# Task description
Only the lines of the data below from the one with "Playback commands are" through the one with "for id in geometry_removals" are wanted. Repeat them exactly.

# Available records
···

//! At-most-one auto-play selection, cooldown, and user-intent overrides.

use crate::commands::{DrawBatchBuilder, DrawOp};
use crate::ident::ArtistId;

/// Playback Director state, mirroring SPEC_FULL.md §4.5's transition table.
#[derive(Debug, Clone, Copy, PartialEq, Eq)]
enum State {
    Idle,
    Pending(ArtistId),
    Playing { id: ArtistId, started_at_secs: f64 },
}

/// Owns `current_playing`/`pending` and enforces the scheduler cooldown.
/// All timing is driven by an explicit `now_secs` the caller supplies (see
/// [`crate::quality::QualityController`] for why the engine has no
/// wall-clock of its own): this keeps cooldown behavior deterministic and
/// independently testable.
#[derive(Debug)]
pub struct PlaybackDirector {
    state: State,
    last_stopped: Option<ArtistId>,
    cooldown_secs: f32,
}

impl PlaybackDirector {
    /// Creates an idle director with the given scheduler cooldown.
    pub fn new(cooldown_secs: f32) -> Self {
        Self {
            state: State::Idle,
            last_stopped: None,
            cooldown_secs,
        }
    }

    /// The artist currently playing, if any.
    pub fn current_playing(&self) -> Option<ArtistId> {
        match self.state {
            State::Playing { id, .. } => Some(id),
            _ => None,
        }
    }

    /// The artist awaiting preview-URL resolution, if any.
    pub fn pending(&self) -> Option<ArtistId> {
        match self.state {
            State::Pending(id) => Some(id),
            _ => None,
        }
    }

    /// True if nothing is playing or queued, i.e. the scheduler may trigger
    /// a new autoplay pick.
    pub fn is_idle(&self) -> bool {
        matches!(self.state, State::Idle)
    }

    /// The most recently stopped artist, if any. Used by the scheduler to
    /// avoid immediately re-triggering autoplay for a track that just
    /// ended or was displaced.
    pub fn last_stopped(&self) -> Option<ArtistId> {
        self.last_stopped
    }

    /// The LOD scheduler found a new closest-eligible-within-`R_autoplay`
    /// candidate. Respects the scheduler cooldown: a track started less
    /// than `cooldown_secs` ago cannot be displaced by this path.
    pub fn scheduler_pick(&mut self, id: ArtistId, now_secs: f64, out: &mut DrawBatchBuilder) {
        match self.state {
            State::Idle => self.start(id, out),
            State::Pending(current) if current != id => self.switch(id, out),
            State::Playing {
                id: current,
                started_at_secs,
            } if current != id => {
                let elapsed = now_secs - started_at_secs;
                if elapsed >= f64::from(self.cooldown_secs) {
                    self.switch(id, out);
                }
                // Otherwise: cooldown not elapsed yet, ignore the pick.
            }
            _ => {}
        }
    }

    /// The external fetch client resolved preview URLs for the pending
    /// artist.
    pub fn preview_resolved(&mut self, id: ArtistId, now_secs: f64) {
        if self.pending() == Some(id) {
            self.state = State::Playing {
                id,
                started_at_secs: now_secs,
            };
        }
    }

    /// The external fetch client found no preview URLs for the pending
    /// artist.
    pub fn preview_unavailable(&mut self, id: ArtistId, out: &mut DrawBatchBuilder) {
        if self.pending() == Some(id) {
            self.stop(id, out);
            self.state = State::Idle;
        }
    }

    /// Playback for the current artist finished naturally.
    pub fn playback_ended(&mut self, id: ArtistId, out: &mut DrawBatchBuilder) {
        if self.current_playing() == Some(id) {
            self.stop(id, out);
            self.state = State::Idle;
        }
    }

    /// The user explicitly chose an artist to play. Always bypasses the
    /// cooldown.
    pub fn manual_play(&mut self, id: ArtistId, out: &mut DrawBatchBuilder) {
        match self.state {
            State::Idle => self.start(id, out),
            State::Pending(current) | State::Playing { id: current, .. } if current != id => {
                self.switch(id, out)
            }
            _ => {}
        }
    }

    /// Re-issues `StartPlayingMusic` for the most recently stopped artist,
    /// or is a no-op if none exists yet.
    pub fn play_last(&mut self, out: &mut DrawBatchBuilder) {
        if let Some(last) = self.last_stopped {
            self.manual_play(last, out);
        }
    }

    fn start(&mut self, id: ArtistId, out: &mut DrawBatchBuilder) {
        self.state = State::Pending(id);
        out.playback(DrawOp::StartPlayingMusic, id);
    }

    fn switch(&mut self, id: ArtistId, out: &mut DrawBatchBuilder) {
        let departing = match self.state {
            State::Pending(current) | State::Playing { id: current, .. } => current,
            State::Idle => unreachable_idle(),
        };
        self.stop(departing, out);
        self.state = State::Pending(id);
        out.playback(DrawOp::StartPlayingMusic, id);
    }

    fn stop(&mut self, id: ArtistId, out: &mut DrawBatchBuilder) {
        out.playback(DrawOp::StopPlayingMusic, id);
        self.last_stopped = Some(id);
    }
}

#[allow(clippy::panic)]
#[track_caller]
fn unreachable_idle() -> ArtistId {
    panic!("switch() called while Idle; callers must only invoke it from Pending/Playing")
}
impl LodScheduler {
    /// Creates a scheduler with nothing rendered.
    pub fn new() -> Self {
        Self {
            rendered_geometry: FxHashSet::default(),
            label_state: FxHashMap::default(),
            names_known: FxHashSet::default(),
            highlighted: FxHashSet::default(),
            last_eval_pos: None,
        }
    }

    /// Ids with geometry currently instanced.
    pub fn rendered_geometry(&self) -> &FxHashSet<ArtistId> {
        &self.rendered_geometry
    }

    /// Runs the fly-mode policy (§4.4): predictive, popularity-scaled
    /// admission around `sample`, hysteresis-protected eviction, and an
    /// autoplay notification for the closest eligible candidate.
    #[allow(clippy::too_many_arguments)]
    pub fn evaluate_fly(
        &mut self,
        embedding: &EmbeddingStore,
        spatial: &SpatialIndex,
        tunables: &Tunables,
        sample: CameraSample,
        playback: &mut PlaybackDirector,
        now_secs: f64,
        out: &mut DrawBatchBuilder,
    ) {
        if !self.should_reevaluate(sample.pos, tunables) {
            return;
        }

        let max_radius = popularity_scaled_radius(tunables, 100);
        let max_radius_sq = max_radius * max_radius;
        let mut raw: FxHashMap<ArtistId, ()> = FxHashMap::default();
        for (id, _) in spatial.candidates_within(sample.pos, max_radius, max_radius_sq) {
            raw.insert(id, ());
        }
        for (id, _) in spatial.candidates_within(sample.projected_next_pos, max_radius, max_radius_sq) {
            raw.insert(id, ());
        }

        let mut new_candidates = FxHashSet::default();
        for id in raw.keys().copied() {
            let Some(artist) = embedding.get(id) else {
                continue;
            };
            let scaled = popularity_scaled_radius(tunables, artist.popularity);
            let admit_radius = if self.rendered_geometry.contains(&id) {
                scaled * tunables.hysteresis_factor
            } else {
                scaled
            };
            let admit_sq = admit_radius * admit_radius;
            let dist_pos_sq = sample.pos.distance_squared(&artist.position);
            let dist_next_sq = sample.projected_next_pos.distance_squared(&artist.position);
            let admitted = dist_pos_sq <= admit_sq || dist_next_sq <= admit_sq;
            if admitted {
                if self.rendered_geometry.contains(&id) && dist_pos_sq > scaled * scaled {
                    debug!(id = id.raw(), "eviction suppressed by hysteresis band");
                }
                new_candidates.insert(id);
            }
        }
        new_candidates.extend(self.highlighted.iter().copied());

        self.admit_and_evict_geometry(&new_candidates, playback, out);
        self.admit_and_evict_labels(
            embedding,
            tunables,
            sample.pos,
            &new_candidates,
            true,
            playback.current_playing(),
            out,
        );
        self.notify_autoplay(embedding, tunables, sample.pos, &new_candidates, playback, now_secs, out);
    }

    /// Runs the orbit-mode policy (§4.4): a fixed-size top-K by popularity,
    /// admitted regardless of camera distance, with labels admitted purely
    /// by distance order (no popularity-weighted threshold).
    pub fn evaluate_orbit(
        &mut self,
        embedding: &EmbeddingStore,
        tunables: &Tunables,
        camera_pos: Vec3,
        playback: &mut PlaybackDirector,
        out: &mut DrawBatchBuilder,
    ) {
        let mut by_popularity: Vec<_> = embedding.iter().collect();
        by_popularity.sort_unstable_by(|a, b| b.popularity.cmp(&a.popularity).then(a.id.raw().cmp(&b.id.raw())));
        let mut new_candidates: FxHashSet<ArtistId> =
            by_popularity.into_iter().take(tunables.orbit_top_k).map(|a| a.id).collect();
        new_candidates.extend(self.highlighted.iter().copied());

        self.admit_and_evict_geometry(&new_candidates, playback, out);
        self.admit_and_evict_labels(
            embedding,
            tunables,
            camera_pos,
            &new_candidates,
            false,
            playback.current_playing(),
            out,
        );
    }

    /// Special one-shot transition: every currently-shown label is removed,
    /// then the orbit-mode top-K is (re-)admitted from scratch.
    pub fn transition_to_orbit(
        &mut self,
        embedding: &EmbeddingStore,
        tunables: &Tunables,
        camera_pos: Vec3,
        playback: &mut PlaybackDirector,
        out: &mut DrawBatchBuilder,
    ) {
        let shown: Vec<ArtistId> = self
            .label_state
            .iter()
            .filter(|(_, state)| **state == LabelState::Shown)
            .map(|(id, _)| *id)
            .collect();
        for id in shown {
            if Some(id) == playback.current_playing() {
                continue;
            }
            out.label_change(id, false);
            self.label_state.remove(&id);
        }
        self.last_eval_pos = None;
        self.evaluate_orbit(embedding, tunables, camera_pos, playback, out);
    }

    /// Replaces the highlighted set wholesale and re-runs the appropriate
    /// policy so newly-highlighted artists are admitted and no-longer
    /// highlighted ones become eligible for normal eviction again.
    #[allow(clippy::too_many_arguments)]
    pub fn set_highlighted(
        &mut self,
        ids: &[ArtistId],
        embedding: &EmbeddingStore,
        spatial: &SpatialIndex,
        tunables: &Tunables,
        mode: Mode,
        sample: CameraSample,
        playback: &mut PlaybackDirector,
        now_secs: f64,
        out: &mut DrawBatchBuilder,
    ) {
        self.highlighted = ids.iter().copied().collect();
        self.last_eval_pos = None;
        match mode {
            Mode::Fly => self.evaluate_fly(embedding, spatial, tunables, sample, playback, now_secs, out),
            Mode::Orbit => self.evaluate_orbit(embedding, tunables, sample.pos, playback, out),
        }
    }

    /// A name fetch resolved for `id`. If `id` is still in view and was
    /// awaiting a name, shows the label now.
    pub fn note_name_known(&mut self, id: ArtistId, out: &mut DrawBatchBuilder) {
        self.names_known.insert(id);
        if self.rendered_geometry.contains(&id) && self.label_state.get(&id) == Some(&LabelState::Pending) {
            out.label_change(id, true);
            self.label_state.insert(id, LabelState::Shown);
        }
    }

    /// Forces a label for `id` regardless of distance/popularity,
    /// admitting geometry first if it isn't already rendered (an
    /// `AddLabel` must never precede its geometry).
    pub fn force_render_label(&mut self, id: ArtistId, out: &mut DrawBatchBuilder) {
        if !self.rendered_geometry.contains(&id) {
            self.rendered_geometry.insert(id);
            out.geometry_change(id, true);
        }
        match self.label_state.get(&id) {
            Some(LabelState::Shown) => {}
            _ if self.names_known.contains(&id) => {
                out.label_change(id, true);
                self.label_state.insert(id, LabelState::Shown);
            }
            _ => {
                out.fetch_label(id);
                self.label_state.insert(id, LabelState::Pending);
            }
        }
    }

    fn should_reevaluate(&mut self, pos: Vec3, tunables: &Tunables) -> bool {
        if let Some(last) = self.last_eval_pos {
            if last.distance_squared(&pos) < tunables.min_reevaluation_distance_squared {
                return false;
            }
        }
        self.last_eval_pos = Some(pos);
        true
    }

    fn admit_and_evict_geometry(
        &mut self,
        new_candidates: &FxHashSet<ArtistId>,
        playback: &mut PlaybackDirector,
        out: &mut DrawBatchBuilder,
    ) {
        let to_remove: Vec<ArtistId> = self
            .rendered_geometry
            .iter()
            .copied()
            .filter(|id| {
                !new_candidates.contains(id)
                    && playback.current_playing() != Some(*id)
                    && !self.highlighted.contains(id)
            })
            .collect();
        for id in to_remove {
            if let Some(LabelState::Shown) = self.label_state.get(&id) {
                out.label_change(id, false);
            }
            self.label_state.remove(&id);
            self.rendered_geometry.remove(&id);
            out.geometry_change(id, false);
        }

        for id in new_candidates.iter().copied() {
            if self.rendered_geometry.insert(id) {
                out.geometry_change(id, true);
            }
        }
    }

    #[allow(clippy::too_many_arguments)]
    fn admit_and_evict_labels(
        &mut self,
        embedding: &EmbeddingStore,
        tunables: &Tunables,
        camera_pos: Vec3,
        new_candidates: &FxHashSet<ArtistId>,
        gate_by_distance: bool,
        currently_playing: Option<ArtistId>,
        out: &mut DrawBatchBuilder,
    ) {
        for id in new_candidates.iter().copied() {
            let Some(artist) = embedding.get(id) else {
                continue;
            };
            let dist_sq = camera_pos.distance_squared(&artist.position);
            let already = self.label_state.get(&id).copied();
            let admit_radius = match already {
                Some(_) => tunables.r_label * tunables.hysteresis_factor,
                None => tunables.r_label,
            };
            // Orbit mode admits every rendered candidate's label without a
            // distance/popularity gate (§4.4: "label admission uses only
            // distance-sorted order", i.e. no threshold function at all);
            // fly mode keeps the popularity-weighted distance threshold. A
            // playing artist's label is never gated either (invariant 4).
            let eligible = Some(id) == currently_playing
                || (self.highlighted.contains(&id) && tunables.orbit_highlight_labels_symmetric)
                || !gate_by_distance
                || (dist_sq <= admit_radius * admit_radius
                    && f32::from(artist.popularity) >= tunables.label_popularity_threshold(dist_sq.sqrt()));

            match (eligible, already) {
                (true, None) if self.names_known.contains(&id) => {
                    out.label_change(id, true);
                    self.label_state.insert(id, LabelState::Shown);
                }
                (true, None) => {
                    out.fetch_label(id);
                    self.label_state.insert(id, LabelState::Pending);
                }
                (false, Some(LabelState::Shown)) => {
                    out.label_change(id, false);
                    self.label_state.remove(&id);
                }
                (false, Some(LabelState::Pending)) => {
                    self.label_state.remove(&id);
                }
                _ => {}
            }
        }

        let stale: Vec<ArtistId> = self
            .label_state
            .keys()
            .copied()
            .filter(|id| !new_candidates.contains(id) && Some(*id) != currently_playing)
            .collect();
        for id in stale {
            if self.label_state.get(&id) == Some(&LabelState::Shown) {
                out.label_change(id, false);
            }
            self.label_state.remove(&id);
        }
    }

    fn notify_autoplay(
        &self,
        embedding: &EmbeddingStore,
        tunables: &Tunables,
        camera_pos: Vec3,
        new_candidates: &FxHashSet<ArtistId>,
        playback: &mut PlaybackDirector,
        now_secs: f64,
        out: &mut DrawBatchBuilder,
    ) {
        // Always offers its pick, even while something is already playing —
        // the Playback Director is what gates a mid-playback switch behind
        // the cooldown (§4.5); gating here too would make that transition
        // unreachable.
        let closest = new_candidates
            .iter()
            .filter_map(|id| embedding.get(*id).map(|a| (a.id, camera_pos.distance_squared(&a.position))))
            .filter(|(_, dist_sq)| *dist_sq <= tunables.r_autoplay * tunables.r_autoplay)
            .min_by(|a, b| a.1.partial_cmp(&b.1).unwrap_or(std::cmp::Ordering::Equal));

        if let Some((id, _)) = closest {
            if Some(id) != playback.last_stopped() {
                playback.scheduler_pick(id, now_secs, out);
            }
        }
    }
}
//! Draw-command encoding: builds the ordered, deduplicated `(op, id)` u32
//! stream the renderer consumes each tick.

use std::collections::VecDeque;

use rustc_hash::FxHashMap;

use crate::ident::ArtistId;
use crate::tunables::Tunables;

/// One renderer-facing draw operation. The `u32` discriminant is the wire
/// value transferred to the renderer.
#[derive(Debug, Clone, Copy, PartialEq, Eq)]
#[repr(u32)]
pub enum DrawOp {
    /// Show a text label for an artist whose geometry is already rendered.
    AddLabel = 0,
    /// Hide a previously-shown label.
    RemoveLabel = 1,
    /// Instance geometry for an artist.
    AddArtistGeometry = 2,
    /// Remove a previously-instanced artist's geometry.
    RemoveArtistGeometry = 3,
    /// Ask the fetch client to resolve a name for an artist.
    FetchArtistLabel = 4,
    /// Begin playing an artist's preview audio.
    StartPlayingMusic = 5,
    /// Stop playing an artist's preview audio.
    StopPlayingMusic = 6,
}

#[derive(Debug, Clone, Copy, PartialEq, Eq)]
enum Net {
    Add,
    Remove,
}

/// Accumulates one tick's worth of state transitions and encodes them into
/// one or more ordered, self-consistent draw batches.
///
/// Within a batch: label removals, then geometry removals, then geometry
/// additions, then label additions, then fetch requests — each group
/// sorted by ascending id so the batch is totally ordered regardless of
/// hash-iteration order — then playback commands in the order they were
/// recorded. This fixed group order is what keeps every invariant in
/// SPEC_FULL.md §3 satisfied at every intermediate point, including across
/// a batch split (see [`DrawBatchBuilder::finish`]).
#[derive(Debug, Default, Clone)]
pub struct DrawBatchBuilder {
    geometry: FxHashMap<ArtistId, Net>,
    labels: FxHashMap<ArtistId, Net>,
    fetches: Vec<ArtistId>,
    playback: Vec<(DrawOp, ArtistId)>,
}

impl DrawBatchBuilder {
    /// Creates an empty builder.
    pub fn new() -> Self {
        Self::default()
    }

    /// Records a geometry admission or eviction, canceling an opposing
    /// change already recorded for the same id this tick (the "no
    /// duplicate add-then-remove within a single batch" invariant).
    pub fn geometry_change(&mut self, id: ArtistId, add: bool) {
        record_net(&mut self.geometry, id, add);
    }

    /// Records a label admission or eviction, with the same cancellation
    /// rule as [`Self::geometry_change`].
    pub fn label_change(&mut self, id: ArtistId, add: bool) {
        record_net(&mut self.labels, id, add);
    }

    /// Records a name-fetch request. Idempotent within a tick.
    pub fn fetch_label(&mut self, id: ArtistId) {
        if !self.fetches.contains(&id) {
            self.fetches.push(id);
        }
    }

    /// Records a playback transition in call order. Playback commands are
    /// never merged or reordered relative to each other.
    pub fn playback(&mut self, op: DrawOp, id: ArtistId) {
        self.playback.push((op, id));
    }

    /// True if nothing was recorded this tick.
    pub fn is_empty(&self) -> bool {
        self.geometry.is_empty()
            && self.labels.is_empty()
            && self.fetches.is_empty()
            && self.playback.is_empty()
    }

    /// Encodes the accumulated state into one or more ordered batches, each
    /// no longer than `tunables.max_commands_per_batch` `(op, id)` pairs.
    /// Splitting only ever cuts the flat, already-correctly-ordered
    /// sequence, so every prefix of the returned list of batches is itself
    /// a valid, invariant-preserving renderer state transition.
    pub fn finish(self, tunables: &Tunables) -> VecDeque<Vec<u32>> {
        let mut flat = Vec::new();

        let mut label_removals: Vec<ArtistId> = self
            .labels
            .iter()
            .filter(|(_, net)| **net == Net::Remove)
            .map(|(id, _)| *id)
            .collect();
        label_removals.sort_unstable_by_key(ArtistId::raw);
        for id in label_removals {
            push(&mut flat, DrawOp::RemoveLabel, id);
        }

        let mut geometry_removals: Vec<ArtistId> = self
            .geometry
            .iter()
            .filter(|(_, net)| **net == Net::Remove)
            .map(|(id, _)| *id)
            .collect();
        geometry_removals.sort_unstable_by_key(ArtistId::raw);
        for id in geometry_removals {
            push(&mut flat, DrawOp::RemoveArtistGeometry, id);
        }

        let mut geometry_additions: Vec<ArtistId> = self
            .geometry
            .iter()
            .filter(|(_, net)| **net == Net::Add)
            .map(|(id, _)| *id)
            .collect();
        geometry_additions.sort_unstable_by_key(ArtistId::raw);
        for id in geometry_additions {
            push(&mut flat, DrawOp::AddArtistGeometry, id);
        }

        let mut label_additions: Vec<ArtistId> = self
            .labels
            .iter()
            .filter(|(_, net)| **net == Net::Add)
            .map(|(id, _)| *id)
            .collect();
        label_additions.sort_unstable_by_key(ArtistId::raw);
        for id in label_additions {
            push(&mut flat, DrawOp::AddLabel, id);
        }

        let mut fetches = self.fetches;
        fetches.sort_unstable_by_key(ArtistId::raw);
        for id in fetches {
            push(&mut flat, DrawOp::FetchArtistLabel, id);
        }

        for (op, id) in self.playback {
            push(&mut flat, op, id);
        }

        let pairs_per_batch = tunables.max_commands_per_batch.max(1);
        let mut batches = VecDeque::new();
        if flat.is_empty() {
            return batches;
        }
        for chunk in flat.chunks(pairs_per_batch * 2) {
            batches.push_back(chunk.to_vec());
        }
        batches
    }
}

fn record_net(map: &mut FxHashMap<ArtistId, Net>, id: ArtistId, add: bool) {
    let incoming = if add { Net::Add } else { Net::Remove };
    match map.get(&id) {
        Some(existing) if *existing != incoming => {
            map.remove(&id);
        }
        _ => {
            map.insert(id, incoming);
        }
    }
}

fn push(flat: &mut Vec<u32>, op: DrawOp, id: ArtistId) {
    flat.push(op as u32);
    flat.push(id.raw());
}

···

# Exercise solution
    /// Records a playback transition in call order. Playback commands are
    /// never merged or reordered relative to each other.
    pub fn playback(&mut self, op: DrawOp, id: ArtistId) {
        self.playback.push((op, id));
    }

    /// True if nothing was recorded this tick.
    pub fn is_empty(&self) -> bool {
        self.geometry.is_empty()
            && self.labels.is_empty()
            && self.fetches.is_empty()
            && self.playback.is_empty()
    }

    /// Encodes the accumulated state into one or more ordered batches, each
    /// no longer than `tunables.max_commands_per_batch` `(op, id)` pairs.
    /// Splitting only ever cuts the flat, already-correctly-ordered
    /// sequence, so every prefix of the returned list of batches is itself
    /// a valid, invariant-preserving renderer state transition.
    pub fn finish(self, tunables: &Tunables) -> VecDeque<Vec<u32>> {
        let mut flat = Vec::new();

        let mut label_removals: Vec<ArtistId> = self
            .labels
            .iter()
            .filter(|(_, net)| **net == Net::Remove)
            .map(|(id, _)| *id)
            .collect();
        label_removals.sort_unstable_by_key(ArtistId::raw);
        for id in label_removals {
            push(&mut flat, DrawOp::RemoveLabel, id);
        }

        let mut geometry_removals: Vec<ArtistId> = self
            .geometry
            .iter()
            .filter(|(_, net)| **net == Net::Remove)
            .map(|(id, _)| *id)
            .collect();
        geometry_removals.sort_unstable_by_key(ArtistId::raw);
        for id in geometry_removals {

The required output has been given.